Wafers in which devices such as ICs and LSIs are formed in each region divided into a plurality of planned division lines formed in a grid pattern on the front surface are scheduled to be divided after the back surface is ground and processed to a desired thickness. It is divided into individual chips along the line, and the divided chips are widely used in various electronic devices such as mobile phones and personal computers.

The wafer is supported by an annular frame via a dicing tape, which is an adhesive tape, and is mounted on a chuck table of a cutting device in this state. A cutting device called a dicer equipped with a cutting unit that rotatably supports a cutting blade is widely used for cutting a wafer.

In cutting with a cutting device, a cutting blade having an annular cutting edge with a thickness of about 20 to 40 μm is rotated at high speed to cut into a wafer, and a dividing groove is formed along the planned dividing line. Width is needed.

Therefore, in recent years, as a method of narrowing the width of the planned division line and increasing the share of device chips from one wafer, a modified layer is irradiated inside the wafer by irradiating the wafer with a laser beam having a wavelength having transparency. A method of applying an external force to a wafer to divide the wafer into individual chips using the modified layer as a division starting point is disclosed in, for example, Japanese Patent Application Laid-Open No. 2005-129607.

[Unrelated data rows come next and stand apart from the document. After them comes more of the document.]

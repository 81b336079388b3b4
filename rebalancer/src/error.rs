//! Error types for the rebalancer.

use std::path::PathBuf;

/// All errors that can occur during rebalancer operation.
#[derive(Debug, thiserror::Error)]
pub enum Error {
    #[error("config error: {0}")]
    Config(String),

    #[error("failed to read config file {path}: {source}")]
    ConfigRead {
        path: PathBuf,
        source: std::io::Error,
    },

    #[error("failed to parse config: {0}")]
    ConfigParse(#[from] toml::de::Error),

    #[error("balances error: {0}")]
    Balances(String),

    #[error("failed to read balances file {path}: {source}")]
    BalancesRead {
        path: PathBuf,
        source: std::io::Error,
    },

    #[error("failed to parse balances CSV: {0}")]
    BalancesParse(#[from] csv::Error),

    #[error("failed to load snapshot data from {path}: {source}")]
    Snapshot {
        path: PathBuf,
        source: std::io::Error,
    },

    #[error("invalid date {0:?}: expected YYYY-MM-DD or YYYYMMDD")]
    Date(String),

    #[error(transparent)]
    Engine(#[from] capweight::Error),

    #[error("simulation aborted at {period}: {source}")]
    SimulationAborted {
        period: String,
        source: capweight::Error,
    },

    #[error("failed to encode JSON: {0}")]
    Json(#[from] serde_json::Error),

    #[error("audit log error: {0}")]
    Audit(#[from] std::io::Error),
}

pub type Result<T> = std::result::Result<T, Error>;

Further, after the modified layer is formed at a position equal to or higher than the finished thickness of the device chip from the surface of the wafer by irradiation with a laser beam, the back surface of the wafer is ground and the modified layer is divided by grinding stress. A method is also known in which the wafer is divided into individual chips, and the wafer is ground to a predetermined thickness until the modified layer is removed to divide the wafer into individual chips. This method is also called SDBG (Stealth Dicking Before Grinding).

In these methods, since there is almost no space between the divided chips, there is a problem that adjacent chips come into contact with each other during handling after dividing the wafer into individual chips, resulting in chipping of the chips. is there.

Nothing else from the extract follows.